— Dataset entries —
______

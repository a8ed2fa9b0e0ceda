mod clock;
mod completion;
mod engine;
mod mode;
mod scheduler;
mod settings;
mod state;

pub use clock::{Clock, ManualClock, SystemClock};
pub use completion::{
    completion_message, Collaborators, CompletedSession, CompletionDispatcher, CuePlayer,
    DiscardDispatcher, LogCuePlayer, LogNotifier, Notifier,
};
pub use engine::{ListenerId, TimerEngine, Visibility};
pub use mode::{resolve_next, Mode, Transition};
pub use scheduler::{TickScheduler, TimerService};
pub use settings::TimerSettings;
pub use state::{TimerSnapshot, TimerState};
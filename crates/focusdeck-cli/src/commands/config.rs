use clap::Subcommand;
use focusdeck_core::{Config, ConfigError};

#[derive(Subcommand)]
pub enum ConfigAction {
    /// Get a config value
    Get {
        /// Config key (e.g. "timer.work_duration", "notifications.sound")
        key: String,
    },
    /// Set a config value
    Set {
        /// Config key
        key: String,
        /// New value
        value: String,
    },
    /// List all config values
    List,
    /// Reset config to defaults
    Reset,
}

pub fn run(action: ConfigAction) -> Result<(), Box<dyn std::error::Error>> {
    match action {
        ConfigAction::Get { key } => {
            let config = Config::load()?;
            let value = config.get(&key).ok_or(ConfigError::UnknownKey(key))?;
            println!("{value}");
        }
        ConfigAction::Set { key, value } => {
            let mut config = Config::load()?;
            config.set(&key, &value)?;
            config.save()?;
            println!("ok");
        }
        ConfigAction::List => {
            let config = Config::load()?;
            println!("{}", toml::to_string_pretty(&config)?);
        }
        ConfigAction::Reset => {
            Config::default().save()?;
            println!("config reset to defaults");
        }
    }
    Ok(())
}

______

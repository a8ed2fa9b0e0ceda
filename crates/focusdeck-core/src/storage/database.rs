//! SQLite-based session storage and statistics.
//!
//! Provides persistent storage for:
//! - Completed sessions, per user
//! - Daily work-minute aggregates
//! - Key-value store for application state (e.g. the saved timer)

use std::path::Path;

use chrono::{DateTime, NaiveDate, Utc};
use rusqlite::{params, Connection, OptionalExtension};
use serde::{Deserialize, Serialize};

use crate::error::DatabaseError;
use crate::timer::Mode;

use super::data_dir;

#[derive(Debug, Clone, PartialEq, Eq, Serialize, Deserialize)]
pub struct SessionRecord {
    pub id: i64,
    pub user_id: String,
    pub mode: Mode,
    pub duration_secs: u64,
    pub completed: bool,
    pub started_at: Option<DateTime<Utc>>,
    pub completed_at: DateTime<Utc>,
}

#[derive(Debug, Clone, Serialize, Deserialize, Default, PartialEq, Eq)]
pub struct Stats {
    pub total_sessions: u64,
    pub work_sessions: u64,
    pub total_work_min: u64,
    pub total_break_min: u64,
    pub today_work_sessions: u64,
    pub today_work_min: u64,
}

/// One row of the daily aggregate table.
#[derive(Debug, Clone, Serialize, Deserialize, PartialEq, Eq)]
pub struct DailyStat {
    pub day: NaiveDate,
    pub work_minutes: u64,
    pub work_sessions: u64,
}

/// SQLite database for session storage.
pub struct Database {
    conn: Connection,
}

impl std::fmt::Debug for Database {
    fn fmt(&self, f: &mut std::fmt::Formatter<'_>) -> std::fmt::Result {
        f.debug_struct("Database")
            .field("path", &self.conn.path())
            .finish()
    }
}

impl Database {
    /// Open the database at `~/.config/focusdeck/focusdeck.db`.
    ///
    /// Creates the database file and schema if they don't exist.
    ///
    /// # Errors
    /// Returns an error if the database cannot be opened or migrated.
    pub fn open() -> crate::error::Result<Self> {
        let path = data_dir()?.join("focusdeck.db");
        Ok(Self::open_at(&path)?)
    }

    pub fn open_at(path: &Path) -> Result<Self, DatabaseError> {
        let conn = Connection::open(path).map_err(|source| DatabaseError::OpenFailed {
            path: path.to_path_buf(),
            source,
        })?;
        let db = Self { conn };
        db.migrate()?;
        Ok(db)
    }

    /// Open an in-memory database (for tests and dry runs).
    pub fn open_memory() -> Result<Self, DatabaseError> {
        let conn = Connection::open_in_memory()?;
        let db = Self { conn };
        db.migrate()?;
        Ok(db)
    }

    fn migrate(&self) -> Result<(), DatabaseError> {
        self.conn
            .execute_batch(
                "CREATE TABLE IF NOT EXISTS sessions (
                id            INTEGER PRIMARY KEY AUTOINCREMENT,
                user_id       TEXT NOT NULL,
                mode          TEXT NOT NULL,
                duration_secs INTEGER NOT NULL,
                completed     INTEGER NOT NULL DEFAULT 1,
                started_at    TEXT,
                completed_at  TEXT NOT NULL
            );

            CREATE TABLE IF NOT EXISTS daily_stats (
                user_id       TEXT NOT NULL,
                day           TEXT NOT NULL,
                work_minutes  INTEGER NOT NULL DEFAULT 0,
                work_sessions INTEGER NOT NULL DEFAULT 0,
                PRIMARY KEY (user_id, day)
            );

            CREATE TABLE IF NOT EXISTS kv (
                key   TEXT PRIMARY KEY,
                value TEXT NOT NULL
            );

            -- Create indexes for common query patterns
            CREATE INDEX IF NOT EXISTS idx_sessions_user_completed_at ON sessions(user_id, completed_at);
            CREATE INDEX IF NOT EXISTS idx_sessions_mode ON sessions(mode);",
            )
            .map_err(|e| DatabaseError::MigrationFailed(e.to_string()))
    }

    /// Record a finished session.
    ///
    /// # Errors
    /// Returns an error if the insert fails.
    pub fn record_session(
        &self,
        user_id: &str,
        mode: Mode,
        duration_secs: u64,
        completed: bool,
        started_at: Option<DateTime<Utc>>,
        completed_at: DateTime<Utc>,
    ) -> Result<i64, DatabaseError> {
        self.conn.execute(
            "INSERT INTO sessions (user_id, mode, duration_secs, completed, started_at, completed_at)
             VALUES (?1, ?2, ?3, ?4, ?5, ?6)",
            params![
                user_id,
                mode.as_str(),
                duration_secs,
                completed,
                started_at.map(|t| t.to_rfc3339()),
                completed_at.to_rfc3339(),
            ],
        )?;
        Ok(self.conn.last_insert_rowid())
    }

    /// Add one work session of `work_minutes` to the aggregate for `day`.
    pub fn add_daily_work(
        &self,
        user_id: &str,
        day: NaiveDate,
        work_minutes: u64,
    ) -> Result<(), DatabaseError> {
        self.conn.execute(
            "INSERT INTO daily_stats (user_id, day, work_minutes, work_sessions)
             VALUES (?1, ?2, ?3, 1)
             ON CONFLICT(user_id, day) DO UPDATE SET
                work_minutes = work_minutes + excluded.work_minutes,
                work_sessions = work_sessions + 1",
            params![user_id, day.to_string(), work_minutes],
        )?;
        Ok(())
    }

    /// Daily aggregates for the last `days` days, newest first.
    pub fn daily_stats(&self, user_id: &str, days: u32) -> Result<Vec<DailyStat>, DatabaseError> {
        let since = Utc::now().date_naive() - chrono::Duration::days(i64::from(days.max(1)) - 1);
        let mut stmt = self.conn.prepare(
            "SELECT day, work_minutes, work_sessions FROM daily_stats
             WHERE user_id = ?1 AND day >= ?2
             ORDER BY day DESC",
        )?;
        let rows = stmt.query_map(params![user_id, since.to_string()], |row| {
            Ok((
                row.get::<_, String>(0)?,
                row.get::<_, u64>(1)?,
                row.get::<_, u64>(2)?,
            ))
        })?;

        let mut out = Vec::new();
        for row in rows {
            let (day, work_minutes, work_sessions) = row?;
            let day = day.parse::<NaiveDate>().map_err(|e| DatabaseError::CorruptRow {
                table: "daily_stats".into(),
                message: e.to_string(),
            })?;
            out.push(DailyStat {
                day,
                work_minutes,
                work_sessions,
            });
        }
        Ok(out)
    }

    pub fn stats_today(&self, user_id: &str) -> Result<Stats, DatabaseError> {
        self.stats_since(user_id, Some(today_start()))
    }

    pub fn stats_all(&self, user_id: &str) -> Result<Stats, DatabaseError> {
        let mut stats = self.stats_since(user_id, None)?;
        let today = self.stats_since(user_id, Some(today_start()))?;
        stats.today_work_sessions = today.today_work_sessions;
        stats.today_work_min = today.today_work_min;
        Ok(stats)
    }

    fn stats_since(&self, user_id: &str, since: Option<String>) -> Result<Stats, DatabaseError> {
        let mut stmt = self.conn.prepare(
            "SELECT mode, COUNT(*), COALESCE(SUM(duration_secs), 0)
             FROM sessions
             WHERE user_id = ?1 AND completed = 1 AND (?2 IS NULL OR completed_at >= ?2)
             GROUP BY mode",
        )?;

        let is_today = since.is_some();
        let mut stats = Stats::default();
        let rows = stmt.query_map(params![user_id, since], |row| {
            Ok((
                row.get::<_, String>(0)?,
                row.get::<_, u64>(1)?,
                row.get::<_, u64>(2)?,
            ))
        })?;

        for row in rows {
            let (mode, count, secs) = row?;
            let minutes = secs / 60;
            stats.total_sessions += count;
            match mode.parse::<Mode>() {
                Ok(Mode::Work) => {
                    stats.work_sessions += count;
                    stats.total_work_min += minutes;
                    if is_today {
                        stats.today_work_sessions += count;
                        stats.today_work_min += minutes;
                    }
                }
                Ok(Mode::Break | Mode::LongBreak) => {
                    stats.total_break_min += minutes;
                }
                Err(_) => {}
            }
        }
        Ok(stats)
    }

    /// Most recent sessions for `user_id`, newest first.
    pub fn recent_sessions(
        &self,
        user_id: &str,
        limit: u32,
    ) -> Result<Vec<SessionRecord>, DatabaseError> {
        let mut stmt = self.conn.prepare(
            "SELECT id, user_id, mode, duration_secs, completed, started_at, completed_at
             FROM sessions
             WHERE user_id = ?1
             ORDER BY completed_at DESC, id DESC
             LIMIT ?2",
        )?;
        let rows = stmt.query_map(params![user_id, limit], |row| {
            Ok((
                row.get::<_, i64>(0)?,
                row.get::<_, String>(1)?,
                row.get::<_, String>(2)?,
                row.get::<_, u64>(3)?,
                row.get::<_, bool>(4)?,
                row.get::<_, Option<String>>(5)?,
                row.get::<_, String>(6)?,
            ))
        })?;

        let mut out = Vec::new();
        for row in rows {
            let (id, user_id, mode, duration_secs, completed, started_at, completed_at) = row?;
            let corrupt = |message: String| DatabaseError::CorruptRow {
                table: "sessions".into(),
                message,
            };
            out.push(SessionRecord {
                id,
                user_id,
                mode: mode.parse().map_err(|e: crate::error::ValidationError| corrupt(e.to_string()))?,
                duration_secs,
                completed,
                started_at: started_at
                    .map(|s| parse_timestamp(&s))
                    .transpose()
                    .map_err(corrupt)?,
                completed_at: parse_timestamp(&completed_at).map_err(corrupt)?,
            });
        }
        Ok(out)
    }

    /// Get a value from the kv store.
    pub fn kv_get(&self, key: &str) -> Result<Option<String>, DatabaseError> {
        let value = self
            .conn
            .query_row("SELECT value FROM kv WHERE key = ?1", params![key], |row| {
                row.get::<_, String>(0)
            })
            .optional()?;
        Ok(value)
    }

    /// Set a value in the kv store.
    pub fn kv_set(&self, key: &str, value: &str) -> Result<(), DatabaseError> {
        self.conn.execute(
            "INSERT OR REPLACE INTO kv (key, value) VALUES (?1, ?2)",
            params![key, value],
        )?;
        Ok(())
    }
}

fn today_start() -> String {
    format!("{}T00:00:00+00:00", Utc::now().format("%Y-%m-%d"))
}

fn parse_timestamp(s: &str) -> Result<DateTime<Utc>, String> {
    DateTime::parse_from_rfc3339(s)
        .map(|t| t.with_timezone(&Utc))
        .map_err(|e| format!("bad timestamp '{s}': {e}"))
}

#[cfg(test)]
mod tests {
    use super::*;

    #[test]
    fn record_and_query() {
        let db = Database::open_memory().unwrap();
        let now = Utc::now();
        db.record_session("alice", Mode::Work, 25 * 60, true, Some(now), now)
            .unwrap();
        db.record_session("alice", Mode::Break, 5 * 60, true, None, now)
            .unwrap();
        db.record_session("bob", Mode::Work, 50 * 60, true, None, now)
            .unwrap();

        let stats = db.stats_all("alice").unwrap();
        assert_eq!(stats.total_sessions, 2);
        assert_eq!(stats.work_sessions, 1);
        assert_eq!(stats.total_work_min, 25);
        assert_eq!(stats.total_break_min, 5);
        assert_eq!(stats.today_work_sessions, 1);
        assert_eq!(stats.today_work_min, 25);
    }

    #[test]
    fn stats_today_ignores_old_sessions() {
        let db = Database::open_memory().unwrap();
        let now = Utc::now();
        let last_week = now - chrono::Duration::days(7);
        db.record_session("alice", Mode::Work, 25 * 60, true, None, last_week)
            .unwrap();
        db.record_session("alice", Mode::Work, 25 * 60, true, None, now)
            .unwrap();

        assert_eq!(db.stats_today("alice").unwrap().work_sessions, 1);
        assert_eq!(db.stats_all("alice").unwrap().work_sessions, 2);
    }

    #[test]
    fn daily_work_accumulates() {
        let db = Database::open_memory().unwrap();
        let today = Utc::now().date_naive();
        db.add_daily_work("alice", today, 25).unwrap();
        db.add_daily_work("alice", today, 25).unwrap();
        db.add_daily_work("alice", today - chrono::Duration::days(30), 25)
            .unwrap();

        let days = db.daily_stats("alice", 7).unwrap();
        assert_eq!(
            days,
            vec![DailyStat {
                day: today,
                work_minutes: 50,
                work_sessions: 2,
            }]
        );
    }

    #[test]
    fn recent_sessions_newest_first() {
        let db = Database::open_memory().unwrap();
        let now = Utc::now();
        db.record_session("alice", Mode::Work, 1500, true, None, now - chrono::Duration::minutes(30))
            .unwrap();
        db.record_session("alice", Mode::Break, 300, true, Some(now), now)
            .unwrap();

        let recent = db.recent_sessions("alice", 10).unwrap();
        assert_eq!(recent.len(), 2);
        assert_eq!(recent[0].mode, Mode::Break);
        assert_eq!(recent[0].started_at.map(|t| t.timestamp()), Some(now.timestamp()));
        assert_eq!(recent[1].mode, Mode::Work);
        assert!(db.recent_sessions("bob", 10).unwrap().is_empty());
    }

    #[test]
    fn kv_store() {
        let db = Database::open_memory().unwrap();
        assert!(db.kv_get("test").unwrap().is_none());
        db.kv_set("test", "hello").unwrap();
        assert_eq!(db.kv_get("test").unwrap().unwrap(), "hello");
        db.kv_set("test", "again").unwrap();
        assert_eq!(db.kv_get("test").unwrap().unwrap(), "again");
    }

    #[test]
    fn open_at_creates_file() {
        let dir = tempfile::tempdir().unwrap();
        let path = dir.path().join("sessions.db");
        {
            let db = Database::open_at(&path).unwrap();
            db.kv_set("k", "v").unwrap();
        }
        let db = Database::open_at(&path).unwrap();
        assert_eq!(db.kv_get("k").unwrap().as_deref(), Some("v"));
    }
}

______

— Work item —
Go through the entries and report every line with the string "Subcommand".

— Answer —
use clap::Subcommand;
#[derive(Subcommand)]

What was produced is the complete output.